WORK REQUEST: The lines you return must be all those in the data that hold the string "crate".

[DATA TO USE]

use crossterm::event::KeyEvent;
use ratatui::layout::Rect;

use super::interaction_registry::point_in_rect;
use crate::tui::command::DispatchTarget;
use crate::tui::element::FocusId;

/// A focusable widget as laid out by the last render
pub struct FocusableInfo<Msg> {
    pub id: FocusId,
    pub rect: Rect,
    pub on_key: Box<dyn Fn(KeyEvent) -> DispatchTarget<Msg> + Send>,
    pub inside_panel: bool,
}

/// Focusable widgets in render order, which is also Tab order
pub struct FocusRegistry<Msg> {
    focusables: Vec<FocusableInfo<Msg>>,
}

impl<Msg> Default for FocusRegistry<Msg> {
    fn default() -> Self {
        Self::new()
    }
}

impl<Msg> FocusRegistry<Msg> {
    pub fn new() -> Self {
        Self {
            focusables: Vec::new(),
        }
    }

    pub fn clear(&mut self) {
        self.focusables.clear();
    }

    pub fn register_focusable(&mut self, info: FocusableInfo<Msg>) {
        if self.focusables.iter().any(|f| f.id == info.id) {
            log::warn!("Duplicate FocusId {:?}; last registration wins", info.id);
            self.focusables.retain(|f| f.id != info.id);
        }
        self.focusables.push(info);
    }

    pub fn find(&self, id: &FocusId) -> Option<&FocusableInfo<Msg>> {
        self.focusables.iter().find(|f| &f.id == id)
    }

    pub fn contains(&self, id: &FocusId) -> bool {
        self.find(id).is_some()
    }

    pub fn ids(&self) -> Vec<FocusId> {
        self.focusables.iter().map(|f| f.id.clone()).collect()
    }

    pub fn find_at_position(&self, x: u16, y: u16) -> Option<FocusId> {
        self.focusables
            .iter()
            .rev()
            .find(|f| point_in_rect(x, y, f.rect))
            .map(|f| f.id.clone())
    }

    pub fn next_focus(&self, current: Option<&FocusId>) -> Option<FocusId> {
        let len = self.focusables.len();
        if len == 0 {
            return None;
        }
        let index = match current.and_then(|id| self.focusables.iter().position(|f| &f.id == id)) {
            Some(i) => (i + 1) % len,
            None => 0,
        };
        Some(self.focusables[index].id.clone())
    }

    pub fn prev_focus(&self, current: Option<&FocusId>) -> Option<FocusId> {
        let len = self.focusables.len();
        if len == 0 {
            return None;
        }
        let index = match current.and_then(|id| self.focusables.iter().position(|f| &f.id == id)) {
            Some(0) | None => len - 1,
            Some(i) => i - 1,
        };
        Some(self.focusables[index].id.clone())
    }
}

#[cfg(test)]
mod tests {
    use super::*;

    fn info(id: &'static str) -> FocusableInfo<()> {
        FocusableInfo {
            id: FocusId(id),
            rect: Rect::new(0, 0, 10, 1),
            on_key: Box::new(|_| DispatchTarget::PassThrough),
            inside_panel: false,
        }
    }

    #[test]
    fn test_tab_order_wraps() {
        let mut registry = FocusRegistry::new();
        registry.register_focusable(info("a"));
        registry.register_focusable(info("b"));

        assert_eq!(registry.next_focus(None), Some(FocusId("a")));
        assert_eq!(registry.next_focus(Some(&FocusId("b"))), Some(FocusId("a")));
        assert_eq!(registry.prev_focus(Some(&FocusId("a"))), Some(FocusId("b")));
        assert_eq!(registry.prev_focus(None), Some(FocusId("b")));
    }

    #[test]
    fn test_duplicate_id_replaces_previous() {
        let mut registry = FocusRegistry::new();
        registry.register_focusable(info("a"));
        registry.register_focusable(info("a"));
        assert_eq!(registry.ids(), vec![FocusId("a")]);
    }
}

[/DATA TO USE]

SOLUTION BELOW:
use crate::tui::command::DispatchTarget;
use crate::tui::element::FocusId;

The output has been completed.